25 septiembre 2010

Expresión Verbal

En un montaje mi parte no es independiente del resto de la obra pues si yo entrara solamente a decir mis líneas estas no tendrían coherencia con la energía que se ha ido construyendo a lo largo de la obra. Es tan importante la escucha como la atención en mi columna vertebral ya que ni la escucha me salvaría de una mala respuesta, si yo no estuviera conectado a los impulsos orgánicos que hacen moverme y hablar, ni tampoco la atención en mis huesos y la vitalidad en mi instrumento si nada mas estoy encerrado en mis pensamientos.

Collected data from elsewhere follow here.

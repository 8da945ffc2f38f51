//! Capability set the checks need from a browser page

use std::sync::Arc;
use std::time::Duration;

use async_trait::async_trait;
use serde::{Deserialize, Serialize};

use crate::error::CheckResult;
use crate::playwright::Browser;
use crate::viewport::Viewport;

#[derive(Debug, Clone, Default, Serialize, Deserialize)]
pub struct ScreenshotOptions {
    /// Element to capture; `None` captures the page
    pub selector: Option<String>,

    /// Capture the whole document height (page captures only)
    pub full_page: bool,
}

#[derive(Debug, Clone, Copy, PartialEq, Serialize, Deserialize)]
pub struct BoundingBox {
    pub x: f64,
    pub y: f64,
    pub width: f64,
    pub height: f64,
}

/// One browser page in its own context.
///
/// Selector-based queries act on the first match, except `count`.
#[async_trait]
pub trait BrowserSession: Send + Sync {
    async fn goto(&self, url: &str) -> CheckResult<()>;
    async fn title(&self) -> CheckResult<String>;
    async fn url(&self) -> CheckResult<String>;
    async fn set_viewport(&self, viewport: Viewport) -> CheckResult<()>;

    /// Fixed settle delay inside the page
    async fn wait_for_timeout(&self, duration: Duration) -> CheckResult<()>;

    /// Wait until the page URL matches a glob such as `**/blog/**`
    async fn wait_for_url(&self, pattern: &str, timeout: Duration) -> CheckResult<()>;

    /// Wait until a JS expression evaluates truthy
    async fn wait_for_function(&self, expression: &str, timeout: Duration) -> CheckResult<()>;

    async fn evaluate(&self, expression: &str) -> CheckResult<serde_json::Value>;

    async fn count(&self, selector: &str) -> CheckResult<usize>;
    async fn is_visible(&self, selector: &str) -> CheckResult<bool>;

    /// Whether any part of the element intersects the viewport
    async fn in_viewport(&self, selector: &str) -> CheckResult<bool>;

    async fn get_attribute(&self, selector: &str, name: &str) -> CheckResult<Option<String>>;
    async fn text_content(&self, selector: &str) -> CheckResult<Option<String>>;
    async fn bounding_box(&self, selector: &str) -> CheckResult<Option<BoundingBox>>;

    async fn click(&self, selector: &str) -> CheckResult<()>;
    async fn hover(&self, selector: &str) -> CheckResult<()>;
    async fn focus(&self, selector: &str) -> CheckResult<()>;

    /// Press a key on an element, or on the page when `selector` is `None`
    async fn press(&self, selector: Option<&str>, key: &str) -> CheckResult<()>;

    /// Load a third-party script into the page
    async fn add_script_tag(&self, url: &str) -> CheckResult<()>;

    async fn screenshot(&self, options: &ScreenshotOptions) -> CheckResult<Vec<u8>>;

    /// Release the page and its context
    async fn close(&self) -> CheckResult<()> {
        Ok(())
    }

    /// Class attribute split into tokens
    async fn classes(&self, selector: &str) -> CheckResult<Vec<String>> {
        Ok(self
            .get_attribute(selector, "class")
            .await?
            .map(|c| c.split_whitespace().map(String::from).collect())
            .unwrap_or_default())
    }

    async fn has_class(&self, selector: &str, class: &str) -> CheckResult<bool> {
        Ok(self.classes(selector).await?.iter().any(|c| c == class))
    }
}

/// Source of browser pages, one per test case
#[async_trait]
pub trait SessionProvider: Send + Sync {
    /// Open a page in a fresh context of `browser`.
    ///
    /// `CheckError::PlaywrightNotFound` means the engine cannot run here.
    async fn open(&self, browser: Browser, viewport: Viewport) -> CheckResult<Arc<dyn BrowserSession>>;

    /// Stop every browser this provider started
    async fn shutdown(&self);
}
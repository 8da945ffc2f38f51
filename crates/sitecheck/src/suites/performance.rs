//! Lighthouse scores and Core Web Vitals
//!
//! Thresholds are relaxed for an unoptimized localhost server. Every case
//! skips when the Lighthouse CLI is not installed.

use std::sync::Arc;

use super::{http_case, Case, CaseKind, Outcome, SessionContext};
use crate::audit::lighthouse::{format_scores, Category, LighthouseReport};
use crate::ensure;
use crate::error::CheckResult;
use crate::or_skip;

const SUITE: &str = "performance";

/// Largest Contentful Paint, seconds (production target 2.5)
const MAX_LCP_SECS: f64 = 10.0;
const MAX_CLS: f64 = 0.1;
/// Total Blocking Time, ms (production target 200)
const MAX_TBT_MS: f64 = 500.0;

/// Advisory audits below this score are skipped rather than failed
const ADVISORY_SCORE: f64 = 0.5;

const MISSING_TOOL: &str = "Lighthouse CLI not available. Install with: npm install -g lighthouse";

type Ctx = Arc<SessionContext>;

/// Where a case points Lighthouse
#[derive(Debug, Clone, Copy)]
enum Target {
    Home,
    BlogIndex,
    SamplePost,
}

impl Target {
    fn label(&self) -> &'static str {
        match self {
            Target::Home => "homepage",
            Target::BlogIndex => "blog_index",
            Target::SamplePost => "blog_post",
        }
    }

    fn path(&self, ctx: &SessionContext) -> Result<String, Outcome> {
        match self {
            Target::Home => Ok("/index.html".to_string()),
            Target::BlogIndex => Ok("/blog/index.html".to_string()),
            Target::SamplePost => ctx.sample_post(),
        }
    }
}

pub fn cases() -> Vec<Case> {
    let mut cases = Vec::new();

    for category in Category::all() {
        cases.push(score_case(Target::Home, category));
    }
    cases.push(http_case(
        SUITE,
        "homepage_all_categories",
        None,
        CaseKind::Performance,
        homepage_all_categories,
    ));
    cases.push(score_case(Target::BlogIndex, Category::Performance));
    cases.push(score_case(Target::SamplePost, Category::Performance));

    cases.push(vital_case("homepage_lcp", check_lcp));
    cases.push(vital_case("homepage_cls", check_cls));
    cases.push(vital_case("homepage_tbt", check_tbt));
    cases.push(vital_case("homepage_no_render_blocking", check_render_blocking));
    cases.push(vital_case("homepage_efficient_cache", check_cache_ttl));

    cases
}

/// Run Lighthouse against `target`, or the skip reason when it cannot run
async fn report(
    ctx: &SessionContext,
    target: Target,
    categories: &[Category],
) -> CheckResult<Result<LighthouseReport, Outcome>> {
    if !ctx.lighthouse_available().await {
        return Ok(Err(Outcome::Skipped(MISSING_TOOL.to_string())));
    }
    let path = match target.path(ctx) {
        Ok(path) => path,
        Err(outcome) => return Ok(Err(outcome)),
    };
    let report = ctx.lighthouse.run(&ctx.url(&path), categories).await?;
    Ok(Ok(report))
}

fn score_case(target: Target, category: Category) -> Case {
    let name = format!("{}_{}", target.label(), category.as_str().replace('-', "_"));
    http_case(SUITE, &name, None, CaseKind::Performance, move |ctx: Ctx| async move {
        let report = or_skip!(report(&ctx, target, &[category]).await?);
        let score = report.score(category).unwrap_or(0);
        let threshold = ctx.config.lighthouse.thresholds.get(category);
        ensure!(
            score >= threshold,
            "{} score {} is below threshold {}",
            category,
            score,
            threshold
        );
        Ok(Outcome::Passed)
    })
}

async fn homepage_all_categories(ctx: Ctx) -> CheckResult<Outcome> {
    let categories = Category::all();
    let report = or_skip!(report(&ctx, Target::Home, &categories).await?);
    let thresholds = &ctx.config.lighthouse.thresholds;
    let failures = report.failures(&categories, thresholds);
    ensure!(
        failures.is_empty(),
        "Lighthouse audit failed:\n{}",
        format_scores(&report.scores(), thresholds)
    );
    Ok(Outcome::Passed)
}

fn vital_case(name: &str, check: fn(&LighthouseReport) -> CheckResult<Outcome>) -> Case {
    http_case(SUITE, name, None, CaseKind::Performance, move |ctx: Ctx| async move {
        let report = or_skip!(report(&ctx, Target::Home, &[Category::Performance]).await?);
        check(&report)
    })
}

fn check_lcp(report: &LighthouseReport) -> CheckResult<Outcome> {
    let lcp = report
        .audit_numeric("largest-contentful-paint")
        .unwrap_or(99_999.0)
        / 1000.0;
    ensure!(
        lcp <= MAX_LCP_SECS,
        "LCP is {:.2}s, should be under {}s for localhost (2.5s production target)",
        lcp,
        MAX_LCP_SECS
    );
    Ok(Outcome::Passed)
}

fn check_cls(report: &LighthouseReport) -> CheckResult<Outcome> {
    let cls = report.audit_numeric("cumulative-layout-shift").unwrap_or(99.0);
    ensure!(cls <= MAX_CLS, "CLS is {:.3}, should be under {}", cls, MAX_CLS);
    Ok(Outcome::Passed)
}

fn check_tbt(report: &LighthouseReport) -> CheckResult<Outcome> {
    let tbt = report.audit_numeric("total-blocking-time").unwrap_or(99_999.0);
    ensure!(
        tbt <= MAX_TBT_MS,
        "TBT is {:.0}ms, should be under {}ms for localhost (200ms production target)",
        tbt,
        MAX_TBT_MS
    );
    Ok(Outcome::Passed)
}

fn check_render_blocking(report: &LighthouseReport) -> CheckResult<Outcome> {
    let score = report.audit_score("render-blocking-resources").unwrap_or(0.0);
    if score < ADVISORY_SCORE {
        return Ok(Outcome::Skipped(format!(
            "Render-blocking score {:.1} - expected on localhost without build optimization",
            score
        )));
    }
    Ok(Outcome::Passed)
}

fn check_cache_ttl(report: &LighthouseReport) -> CheckResult<Outcome> {
    let score = report.audit_score("uses-long-cache-ttl").unwrap_or(0.0);
    if score < ADVISORY_SCORE {
        return Ok(Outcome::Skipped(
            "Cache headers not configured (expected for localhost)".to_string(),
        ));
    }
    Ok(Outcome::Passed)
}

#[cfg(test)]
mod tests {
    use super::*;
    use crate::error::CheckError;
    use serde_json::json;

    fn report(audits: serde_json::Value) -> LighthouseReport {
        LighthouseReport::from_json(&json!({ "categories": {}, "audits": audits }).to_string())
            .unwrap()
    }

    #[test]
    fn test_vitals_within_limits_pass() {
        let report = report(json!({
            "largest-contentful-paint": { "numericValue": 2400.0 },
            "cumulative-layout-shift": { "numericValue": 0.02 },
            "total-blocking-time": { "numericValue": 120.0 },
        }));
        assert_eq!(check_lcp(&report).unwrap(), Outcome::Passed);
        assert_eq!(check_cls(&report).unwrap(), Outcome::Passed);
        assert_eq!(check_tbt(&report).unwrap(), Outcome::Passed);
    }

    #[test]
    fn test_missing_vitals_fail_with_observed_value() {
        let report = report(json!({}));
        match check_lcp(&report) {
            Err(CheckError::Assertion(msg)) => assert!(msg.starts_with("LCP is 100.00s")),
            other => panic!("expected assertion, got {:?}", other),
        }
        assert!(check_cls(&report).is_err());
        assert!(check_tbt(&report).is_err());
    }

    #[test]
    fn test_advisory_audits_skip_on_low_score() {
        let low = report(json!({
            "render-blocking-resources": { "score": 0.3 },
            "uses-long-cache-ttl": { "score": 0.0 },
        }));
        assert_eq!(
            check_render_blocking(&low).unwrap(),
            Outcome::Skipped(
                "Render-blocking score 0.3 - expected on localhost without build optimization"
                    .to_string()
            )
        );
        assert!(matches!(check_cache_ttl(&low).unwrap(), Outcome::Skipped(_)));

        let good = report(json!({
            "render-blocking-resources": { "score": 1.0 },
            "uses-long-cache-ttl": { "score": 0.9 },
        }));
        assert_eq!(check_render_blocking(&good).unwrap(), Outcome::Passed);
        assert_eq!(check_cache_ttl(&good).unwrap(), Outcome::Passed);
    }

    #[test]
    fn test_case_names() {
        let ids: Vec<String> = cases().iter().map(|c| c.id(None)).collect();
        assert!(ids.contains(&"performance::homepage_best_practices".to_string()));
        assert!(ids.contains(&"performance::blog_post_performance".to_string()));
        assert!(ids.contains(&"performance::homepage_all_categories".to_string()));
        assert_eq!(ids.len(), 4 + 1 + 2 + 5);
    }
}
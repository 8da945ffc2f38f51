//! Error types for the site harness

use std::path::PathBuf;

use thiserror::Error;

#[derive(Error, Debug)]
pub enum CheckError {
    #[error("Server failed to start: {0}")]
    ServerStartup(String),

    #[error("Server readiness probe failed after {0} attempts")]
    ServerHealthCheck(usize),

    #[error("Playwright not available: {0}")]
    PlaywrightNotFound(String),

    #[error("Playwright error: {0}")]
    Playwright(String),

    #[error("Assertion failed: {0}")]
    Assertion(String),

    #[error("Broken {kind} on {page}: {}", .failures.join(", "))]
    BrokenReferences {
        page: String,
        kind: String,
        failures: Vec<String>,
    },

    #[error(
        "Screenshot {name} differs by {diff_percent:.2}% (threshold: {threshold}%). Actual saved to: {}",
        .actual_path.display()
    )]
    ScreenshotMismatch {
        name: String,
        diff_percent: f64,
        threshold: f64,
        actual_path: PathBuf,
    },

    #[error("Baseline {} is unreadable: {reason}", .path.display())]
    BaselineUnreadable { path: PathBuf, reason: String },

    #[error("Audit tool not found: {0}")]
    AuditToolMissing(String),

    #[error("Audit failed: {0}")]
    AuditFailed(String),

    #[error("Audit failed after {attempts} attempts: {last_error}")]
    AuditRetriesExhausted { attempts: u32, last_error: String },

    #[error("Timeout waiting for: {0}")]
    Timeout(String),

    #[error("Invalid configuration: {0}")]
    InvalidConfig(String),

    #[error("IO error: {0}")]
    Io(#[from] std::io::Error),

    #[error("JSON error: {0}")]
    Json(#[from] serde_json::Error),

    #[error("YAML error: {0}")]
    Yaml(#[from] serde_yaml::Error),

    #[error("HTTP error: {0}")]
    Http(#[from] reqwest::Error),

    #[error("URL error: {0}")]
    Url(#[from] url::ParseError),

    #[error("Image error: {0}")]
    Image(#[from] image::ImageError),
}

pub type CheckResult<T> = Result<T, CheckError>;

/// Fail the current check with a formatted message unless the condition holds.
#[macro_export]
macro_rules! ensure {
    ($cond:expr, $($arg:tt)+) => {
        if !$cond {
            return Err($crate::error::CheckError::Assertion(format!($($arg)+)));
        }
    };
}

#[cfg(test)]
mod tests {
    use super::*;

    fn guarded(value: u32) -> CheckResult<u32> {
        ensure!(value > 2, "value {} is too small", value);
        Ok(value)
    }

    #[test]
    fn test_ensure_formats_message() {
        let err = guarded(1).unwrap_err();
        assert_eq!(err.to_string(), "Assertion failed: value 1 is too small");
        assert_eq!(guarded(3).unwrap(), 3);
    }

    #[test]
    fn test_broken_references_lists_every_failure() {
        let err = CheckError::BrokenReferences {
            page: "/index.html".to_string(),
            kind: "internal links".to_string(),
            failures: vec!["a.html -> 404".to_string(), "b.html -> 500".to_string()],
        };
        assert_eq!(
            err.to_string(),
            "Broken internal links on /index.html: a.html -> 404, b.html -> 500"
        );
    }

    #[test]
    fn test_unreadable_baseline_names_the_file() {
        let err = CheckError::BaselineUnreadable {
            path: PathBuf::from("tests/snapshots/homepage-desktop.png"),
            reason: "The image format could not be determined".to_string(),
        };
        assert_eq!(
            err.to_string(),
            "Baseline tests/snapshots/homepage-desktop.png is unreadable: The image format could not be determined"
        );
    }
}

Con ejercicios donde se busca la torsión de los músculos que rodean a la columna vertebral, fuimos relajando la espalda alta y baja, mientras hacíamos conciencia de las tensiones que se liberaban combinando dichas torsiones con el suspiro de alivio. Conforme nos relajábamos con ejercicios de oscilación sobre nuestro eje, arqueando la columna hacia adelante y hacia atrás, ganábamos espacio entre vertebra y vertebra permitiéndonos alargar y relajar nuestras cervicales. Logrando así tener más espacio libre para el tránsito del aire que luego se convertirá en fonemas; voz.
El suspiro de alivio a la hora de las torsiones nos hace más fácil la localización de nuestro diafragma y como funciona este dentro de nosotros, pues es más sencillo notar como entra y sale el aire con el movimiento. El diafragma es parte fundamental a la hora de emitir sonidos ya que es el encargado de separar los pulmones y demás órganos vitales de las viseras, desplazándolas hacia los lados y enfrente, a manera de barriguita salvavidas, cuando respiramos y exhalamos profundamente.
La longitud que tiene mi cuello, liberado de tensiones, y la fuerza en mi estructura ósea son cualidades indispensables para que sea posible un tránsito de aire libre y capaz de resonar donde yo decida y no solamente donde este pueda encontrar un huequito por donde colarse.